[Saved entries]
━━━━━━━━━━

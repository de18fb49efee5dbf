//! Domain models for the SheetJoin engine.
//!
//! This module contains the data structures shared by every stage:
//!
//! - [`Cell`] - a single value (empty, text, or number)
//! - [`Table`] - header plus rows, with the row-width invariant enforced
//! - [`JoinType`] - inner / left / right / full
//! - [`JoinSpec`] - key columns, join type and fill value
//! - [`JoinStats`] / [`JoinResult`] - output of the join engine

use serde::{Deserialize, Serialize};
use std::collections::HashSet;
use std::fmt;
use std::str::FromStr;

use crate::error::{ValidationError, ValidationResult};

/// A column name as it appears in a table header.
pub type ColumnName = String;

/// A positional row, aligned to a table header.
pub type Row = Vec<Cell>;

// =============================================================================
// Cell
// =============================================================================

/// A single table value.
///
/// Delimited text only ever yields [`Cell::Text`] and [`Cell::Empty`];
/// spreadsheets and JSON records can also carry [`Cell::Number`].
#[derive(Debug, Clone, PartialEq, Default, Serialize, Deserialize)]
#[serde(untagged)]
pub enum Cell {
    /// No value.
    #[default]
    Empty,
    /// Text, including number-like text such as `"42"`.
    Text(String),
    /// Native numeric value.
    Number(f64),
}

impl Cell {
    /// Text cell, or [`Cell::Empty`] for an empty string.
    pub fn text(value: impl Into<String>) -> Self {
        let value = value.into();
        if value.is_empty() {
            Cell::Empty
        } else {
            Cell::Text(value)
        }
    }

    /// True for [`Cell::Empty`] only.
    pub fn is_empty(&self) -> bool {
        matches!(self, Cell::Empty)
    }

    /// Empty, or text made only of whitespace.
    pub fn is_blank(&self) -> bool {
        match self {
            Cell::Empty => true,
            Cell::Text(s) => s.trim().is_empty(),
            Cell::Number(_) => false,
        }
    }

    /// Borrow the text content, if this is a text cell.
    pub fn as_text(&self) -> Option<&str> {
        match self {
            Cell::Text(s) => Some(s),
            _ => None,
        }
    }

    /// String form used for keys, comparisons and export.
    pub fn as_string(&self) -> String {
        self.to_string()
    }
}

impl fmt::Display for Cell {
    fn fmt(&self, f: &mut fmt::Formatter<'_>) -> fmt::Result {
        match self {
            Cell::Empty => Ok(()),
            Cell::Text(s) => f.write_str(s),
            Cell::Number(n) => write!(f, "{}", format_number(*n)),
        }
    }
}

impl From<&str> for Cell {
    fn from(value: &str) -> Self {
        Cell::text(value)
    }
}

impl From<String> for Cell {
    fn from(value: String) -> Self {
        Cell::text(value)
    }
}

impl From<f64> for Cell {
    fn from(value: f64) -> Self {
        Cell::Number(value)
    }
}

/// Integral values print without a fractional part (`3`, not `3.0`).
fn format_number(n: f64) -> String {
    match integral_value(n) {
        Some(i) => i.to_string(),
        None => n.to_string(),
    }
}

/// `n` as an integer when it has no fractional part and fits exactly.
pub(crate) fn integral_value(n: f64) -> Option<i64> {
    (n.is_finite() && n.fract() == 0.0 && n.abs() < 1e15).then_some(n as i64)
}

// =============================================================================
// Table
// =============================================================================

/// Header plus rows.
///
/// Construction through [`Table::new`] guarantees unique header names and
/// that every row is exactly as wide as the header. Cloning a table is a
/// full structural copy.
#[derive(Debug, Clone, PartialEq, Default)]
pub struct Table {
    header: Vec<ColumnName>,
    rows: Vec<Row>,
}

impl Table {
    /// Build a table, rejecting duplicate column names and ragged rows.
    ///
    /// Use [`crate::codec::table_from_raw`] for decoder output that may be
    /// ragged.
    pub fn new(header: Vec<ColumnName>, rows: Vec<Row>) -> ValidationResult<Self> {
        let mut seen = HashSet::with_capacity(header.len());
        for name in &header {
            if !seen.insert(name.as_str()) {
                return Err(ValidationError::DuplicateColumn(name.clone()));
            }
        }

        let width = header.len();
        if let Some((row, actual)) = rows
            .iter()
            .enumerate()
            .find(|(_, r)| r.len() != width)
            .map(|(i, r)| (i, r.len()))
        {
            return Err(ValidationError::RaggedRow {
                row,
                expected: width,
                actual,
            });
        }

        Ok(Self { header, rows })
    }

    /// Table with a header and no rows.
    pub fn with_header(header: Vec<ColumnName>) -> ValidationResult<Self> {
        Self::new(header, Vec::new())
    }

    /// Same header, different rows. Rows must already match the header width.
    pub(crate) fn with_rows(&self, rows: Vec<Row>) -> Self {
        debug_assert!(rows.iter().all(|r| r.len() == self.header.len()));
        Self {
            header: self.header.clone(),
            rows,
        }
    }

    /// Internal constructor for engine output that is correct by construction.
    pub(crate) fn from_parts_unchecked(header: Vec<ColumnName>, rows: Vec<Row>) -> Self {
        debug_assert!(rows.iter().all(|r| r.len() == header.len()));
        Self { header, rows }
    }

    pub fn header(&self) -> &[ColumnName] {
        &self.header
    }

    pub fn rows(&self) -> &[Row] {
        &self.rows
    }

    /// Number of data rows.
    pub fn len(&self) -> usize {
        self.rows.len()
    }

    pub fn is_empty(&self) -> bool {
        self.rows.is_empty()
    }

    /// Number of columns.
    pub fn width(&self) -> usize {
        self.header.len()
    }

    /// Position of a column by exact name.
    pub fn column_index(&self, name: &str) -> Option<usize> {
        self.header.iter().position(|h| h == name)
    }

    pub fn into_parts(self) -> (Vec<ColumnName>, Vec<Row>) {
        (self.header, self.rows)
    }
}

// =============================================================================
// Join Spec
// =============================================================================

/// Which unmatched rows a join keeps.
#[derive(Debug, Clone, Copy, PartialEq, Eq, Default, Serialize, Deserialize)]
#[serde(rename_all = "lowercase")]
pub enum JoinType {
    /// Matched pairs only.
    #[default]
    Inner,
    /// Matched pairs plus unmatched left rows.
    Left,
    /// Matched pairs plus unmatched right rows.
    Right,
    /// Matched pairs plus unmatched rows from both sides.
    Full,
}

impl JoinType {
    pub fn as_str(&self) -> &'static str {
        match self {
            JoinType::Inner => "inner",
            JoinType::Left => "left",
            JoinType::Right => "right",
            JoinType::Full => "full",
        }
    }

    /// Emits left rows that found no match.
    pub fn keeps_left(&self) -> bool {
        matches!(self, JoinType::Left | JoinType::Full)
    }

    /// Emits right rows that found no match.
    pub fn keeps_right(&self) -> bool {
        matches!(self, JoinType::Right | JoinType::Full)
    }
}

impl fmt::Display for JoinType {
    fn fmt(&self, f: &mut fmt::Formatter<'_>) -> fmt::Result {
        f.write_str(self.as_str())
    }
}

impl FromStr for JoinType {
    type Err = String;

    fn from_str(s: &str) -> Result<Self, Self::Err> {
        match s.trim().to_lowercase().as_str() {
            "inner" => Ok(JoinType::Inner),
            "left" => Ok(JoinType::Left),
            "right" => Ok(JoinType::Right),
            "full" | "outer" => Ok(JoinType::Full),
            other => Err(format!(
                "unknown join type '{}' (expected inner, left, right or full)",
                other
            )),
        }
    }
}

/// Parameters of a two-table join.
#[derive(Debug, Clone, PartialEq, Default, Serialize, Deserialize)]
#[serde(rename_all = "camelCase")]
pub struct JoinSpec {
    /// Key columns of the left table.
    pub keys_left: Vec<ColumnName>,
    /// Key columns of the right table, paired positionally with `keys_left`.
    pub keys_right: Vec<ColumnName>,
    /// Join type.
    #[serde(rename = "type")]
    pub join_type: JoinType,
    /// Value written into columns of the side that had no match.
    #[serde(default)]
    pub fill_value: Cell,
}

impl JoinSpec {
    pub fn new(
        keys_left: Vec<ColumnName>,
        keys_right: Vec<ColumnName>,
        join_type: JoinType,
    ) -> Self {
        Self {
            keys_left,
            keys_right,
            join_type,
            fill_value: Cell::Empty,
        }
    }

    /// Same key column names on both sides.
    pub fn on(keys: &[&str], join_type: JoinType) -> Self {
        let keys: Vec<ColumnName> = keys.iter().map(|k| k.to_string()).collect();
        Self::new(keys.clone(), keys, join_type)
    }

    pub fn with_fill(mut self, fill_value: impl Into<Cell>) -> Self {
        self.fill_value = fill_value.into();
        self
    }

    /// Both key lists are empty: every row matches every row.
    pub fn is_cartesian(&self) -> bool {
        self.keys_left.is_empty() && self.keys_right.is_empty()
    }
}

// =============================================================================
// Join Result
// =============================================================================

/// Counters produced by a join.
#[derive(Debug, Clone, Copy, PartialEq, Eq, Default, Serialize, Deserialize)]
#[serde(rename_all = "camelCase")]
pub struct JoinStats {
    /// Emitted (left, right) pairs. A left row matching three right rows counts three.
    pub matched_count: usize,
    /// Emitted left rows without a match.
    pub only_left_count: usize,
    /// Emitted right rows without a match.
    pub only_right_count: usize,
    /// Total emitted rows.
    pub total_count: usize,
}

impl fmt::Display for JoinStats {
    fn fmt(&self, f: &mut fmt::Formatter<'_>) -> fmt::Result {
        write!(
            f,
            "{} matched, {} only left, {} only right, {} total",
            self.matched_count, self.only_left_count, self.only_right_count, self.total_count
        )
    }
}

/// Output of the join engine.
#[derive(Debug, Clone, PartialEq)]
pub struct JoinResult {
    pub table: Table,
    pub stats: JoinStats,
}

impl JoinResult {
    pub fn header(&self) -> &[ColumnName] {
        self.table.header()
    }

    pub fn rows(&self) -> &[Row] {
        self.table.rows()
    }
}

#[cfg(test)]
mod tests {
    use super::*;

    fn header(names: &[&str]) -> Vec<ColumnName> {
        names.iter().map(|s| s.to_string()).collect()
    }

    #[test]
    fn test_table_rejects_ragged_rows() {
        let err = Table::new(header(&["a", "b"]), vec![vec![Cell::from("1")]]).unwrap_err();
        assert_eq!(
            err,
            ValidationError::RaggedRow {
                row: 0,
                expected: 2,
                actual: 1
            }
        );
    }

    #[test]
    fn test_table_rejects_duplicate_header() {
        let err = Table::new(header(&["a", "a"]), vec![]).unwrap_err();
        assert_eq!(err, ValidationError::DuplicateColumn("a".into()));
    }

    #[test]
    fn test_column_index() {
        let table = Table::with_header(header(&["id", "name"])).unwrap();
        assert_eq!(table.column_index("name"), Some(1));
        assert_eq!(table.column_index("Name"), None);
        assert_eq!(table.width(), 2);
        assert!(table.is_empty());
    }

    #[test]
    fn test_cell_display() {
        assert_eq!(Cell::Number(3.0).to_string(), "3");
        assert_eq!(Cell::Number(2.5).to_string(), "2.5");
        assert_eq!(Cell::Empty.to_string(), "");
        assert_eq!(Cell::from("x").to_string(), "x");
        assert_eq!(Cell::from(""), Cell::Empty);
    }

    #[test]
    fn test_cell_blank() {
        assert!(Cell::Empty.is_blank());
        assert!(Cell::from("   ").is_blank());
        assert!(!Cell::from(" a ").is_blank());
        assert!(!Cell::Number(0.0).is_blank());
    }

    #[test]
    fn test_join_type_parse() {
        assert_eq!("FULL".parse::<JoinType>().unwrap(), JoinType::Full);
        assert_eq!("outer".parse::<JoinType>().unwrap(), JoinType::Full);
        assert!("cross".parse::<JoinType>().is_err());
        assert!(JoinType::Left.keeps_left());
        assert!(!JoinType::Left.keeps_right());
    }

    #[test]
    fn test_join_spec_serde() {
        let spec = JoinSpec::on(&["id"], JoinType::Left).with_fill("N/A");
        let json = serde_json::to_value(&spec).unwrap();
        assert_eq!(json["type"], "left");
        assert_eq!(json["keysLeft"][0], "id");
        assert_eq!(json["fillValue"], "N/A");

        let back: JoinSpec = serde_json::from_value(json).unwrap();
        assert_eq!(back, spec);
    }
}
//! Whole-table cleanup operations.

use serde::{Deserialize, Serialize};
use std::collections::HashSet;

use crate::models::{Cell, Row, Table};

/// A cleanup operation.
#[derive(Debug, Clone, PartialEq, Serialize, Deserialize)]
#[serde(tag = "type", rename_all = "snake_case")]
pub enum CleanupOp {
    /// Drop rows identical to an earlier row.
    RemoveDuplicates,
    /// Drop rows whose cells are all blank.
    RemoveEmptyRows,
    /// Trim leading/trailing whitespace of text cells.
    TrimWhitespace,
    /// Replace blank cells with a value.
    FillEmpty { value: String },
}

impl CleanupOp {
    pub fn label(&self) -> String {
        match self {
            CleanupOp::RemoveDuplicates => "cleanup: remove duplicates".to_string(),
            CleanupOp::RemoveEmptyRows => "cleanup: remove empty rows".to_string(),
            CleanupOp::TrimWhitespace => "cleanup: trim whitespace".to_string(),
            CleanupOp::FillEmpty { value } => format!("cleanup: fill empty with '{}'", value),
        }
    }

    /// Parse a CLI name: `remove_duplicates`, `remove_empty_rows`,
    /// `trim_whitespace`, `fill_empty=<value>`.
    pub fn parse(s: &str) -> Result<Self, String> {
        let (name, arg) = match s.split_once('=') {
            Some((n, a)) => (n, Some(a)),
            None => (s, None),
        };
        match name.trim().replace('-', "_").as_str() {
            "remove_duplicates" | "dedupe" => Ok(CleanupOp::RemoveDuplicates),
            "remove_empty_rows" => Ok(CleanupOp::RemoveEmptyRows),
            "trim_whitespace" | "trim" => Ok(CleanupOp::TrimWhitespace),
            "fill_empty" => Ok(CleanupOp::FillEmpty {
                value: arg.unwrap_or_default().to_string(),
            }),
            other => Err(format!("unknown cleanup operation '{}'", other)),
        }
    }
}

/// Cleaned table and how many rows were dropped.
#[derive(Debug, Clone, PartialEq)]
pub struct CleanupOutcome {
    pub table: Table,
    pub removed: usize,
}

pub fn cleanup_table(table: &Table, op: &CleanupOp) -> CleanupOutcome {
    let before = table.len();
    let rows: Vec<Row> = match op {
        CleanupOp::RemoveDuplicates => {
            let mut seen: HashSet<Vec<String>> = HashSet::with_capacity(before);
            table
                .rows()
                .iter()
                .filter(|row| seen.insert(row.iter().map(Cell::as_string).collect()))
                .cloned()
                .collect()
        }
        CleanupOp::RemoveEmptyRows => table
            .rows()
            .iter()
            .filter(|row| !row.iter().all(Cell::is_blank))
            .cloned()
            .collect(),
        CleanupOp::TrimWhitespace => table
            .rows()
            .iter()
            .map(|row| {
                row.iter()
                    .map(|cell| match cell {
                        Cell::Text(s) => Cell::text(s.trim()),
                        other => other.clone(),
                    })
                    .collect()
            })
            .collect(),
        CleanupOp::FillEmpty { value } => {
            let fill = Cell::text(value.as_str());
            table
                .rows()
                .iter()
                .map(|row| {
                    row.iter()
                        .map(|cell| if cell.is_blank() { fill.clone() } else { cell.clone() })
                        .collect()
                })
                .collect()
        }
    };

    CleanupOutcome {
        removed: before - rows.len(),
        table: table.with_rows(rows),
    }
}
//! Join module.
//!
//! - `header`: merged column set and name collision handling
//! - `engine`: hash join for inner/left/right/full
//! - `sheets`: single-workbook sheet merging (join or union)
//! - `batch`: pairwise joins over many tables

pub mod batch;
pub mod engine;
pub mod header;
pub mod sheets;

pub use batch::{batch_join, BatchResult};
pub use engine::{join, KEY_SEPARATOR};
pub use header::{reconcile, reconcile_header, HeaderPlan};
pub use sheets::{merge_sheets, union_sheets, MergeMode, MergeSummary, NamedTable};
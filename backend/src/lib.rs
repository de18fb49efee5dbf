//! # SheetJoin - relational joins and cleanup for spreadsheet data
//!
//! SheetJoin joins two tables on key columns (inner, left, right, full),
//! merges workbook sheets, and runs filter/sort/cleanup transforms over the
//! result with bounded undo/redo.
//!
//! ## Architecture
//!
//! ```text
//! ┌─────────────┐     ┌─────────────┐     ┌─────────────┐     ┌─────────────┐
//! │ CSV / XLSX  │────▶│   Parser    │────▶│   Session   │────▶│   Export    │
//! │   / JSON    │     │ (auto-enc)  │     │ join + xform│     │ csv/xlsx/js │
//! └─────────────┘     └─────────────┘     └──────┬──────┘     └─────────────┘
//!                                                │
//!                                         ┌──────┴──────┐
//!                                         │   History   │
//!                                         │ (undo/redo) │
//!                                         └─────────────┘
//! ```
//!
//! ## Quick Start
//!
//! ```rust,ignore
//! use sheetjoin::{decode_file, DecodeOptions, JoinSpec, JoinType, Session};
//!
//! let left = decode_file("customers.csv", &DecodeOptions::default())?.into_table(None)?;
//! let right = decode_file("orders.xlsx", &DecodeOptions::default())?.into_table(None)?;
//!
//! let mut session = Session::default();
//! let stats = session.run_join(&left, &right, &JoinSpec::on(&["id"], JoinType::Left))?;
//! println!("{}", stats);
//! ```
//!
//! ## Modules
//!
//! - [`error`] - Hierarchical error types
//! - [`models`] - Cells, tables, join parameters and results
//! - [`codec`] - Row/record conversion and raw table construction
//! - [`join`] - Header reconciliation, join engine, sheet merging
//! - [`transform`] - Filter, sort, cleanup, profiling
//! - [`history`] - Undo/redo snapshots
//! - [`validation`] - Pre-flight checks and data-quality warnings
//! - [`session`] - Command API over the working table
//! - [`parser`] - File decoding with auto-detection
//! - [`export`] - CSV, JSON and xlsx encoding
//! - [`store`] - Settings, templates and run history on disk
//! - [`config`] - Engine configuration
//! - [`logs`] - Broadcast log channel

// Core modules
pub mod config;
pub mod error;
pub mod logs;
pub mod models;

// Engine
pub mod codec;
pub mod history;
pub mod join;
pub mod session;
pub mod transform;
pub mod validation;

// Collaborators
pub mod export;
pub mod parser;
pub mod store;

// =============================================================================
// Re-exports - Error types
// =============================================================================

pub use error::{
    DecodeError, DecodeResult, EngineError, EngineResult, ExportError, ExportResult,
    OperationError, StoreError, StoreResult, ValidationError, ValidationResult,
};

// =============================================================================
// Re-exports - Models
// =============================================================================

pub use models::{Cell, ColumnName, JoinResult, JoinSpec, JoinStats, JoinType, Row, Table};

// =============================================================================
// Re-exports - Engine
// =============================================================================

pub use codec::{denormalize, normalize, table_from_raw, Record};
pub use history::{History, HistorySnapshot, BASELINE_LABEL};
pub use join::{batch_join, join, merge_sheets, reconcile_header, BatchResult, MergeMode, MergeSummary, NamedTable};
pub use transform::{
    CleanupOp, FilterCondition, FilterSpec, SortDirection, SortSpec, TableProfile,
};
pub use validation::{validate_join, ValidationReport};

// =============================================================================
// Re-exports - Session
// =============================================================================

pub use session::{FilterOutcome, Session, SharedSession};

// =============================================================================
// Re-exports - Parser & Export
// =============================================================================

pub use export::{export_table, to_csv_string, to_json_records, write_xlsx, xlsx_bytes, ExportFormat};
pub use parser::{
    decode_bytes, decode_content, decode_file, detect_delimiter, detect_encoding, DecodeOptions,
    DecodedFile, SourceFormat,
};

// =============================================================================
// Re-exports - Store & Config
// =============================================================================

pub use config::EngineConfig;
pub use logs::{log_stream, LogEntry, LogLevel, LOG_BROADCASTER};
pub use store::{JoinRunRecord, JoinTemplate, Settings, Store};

━━━━━━━━━━

Please give the number of lines above that include the string "width", with nothing added.

7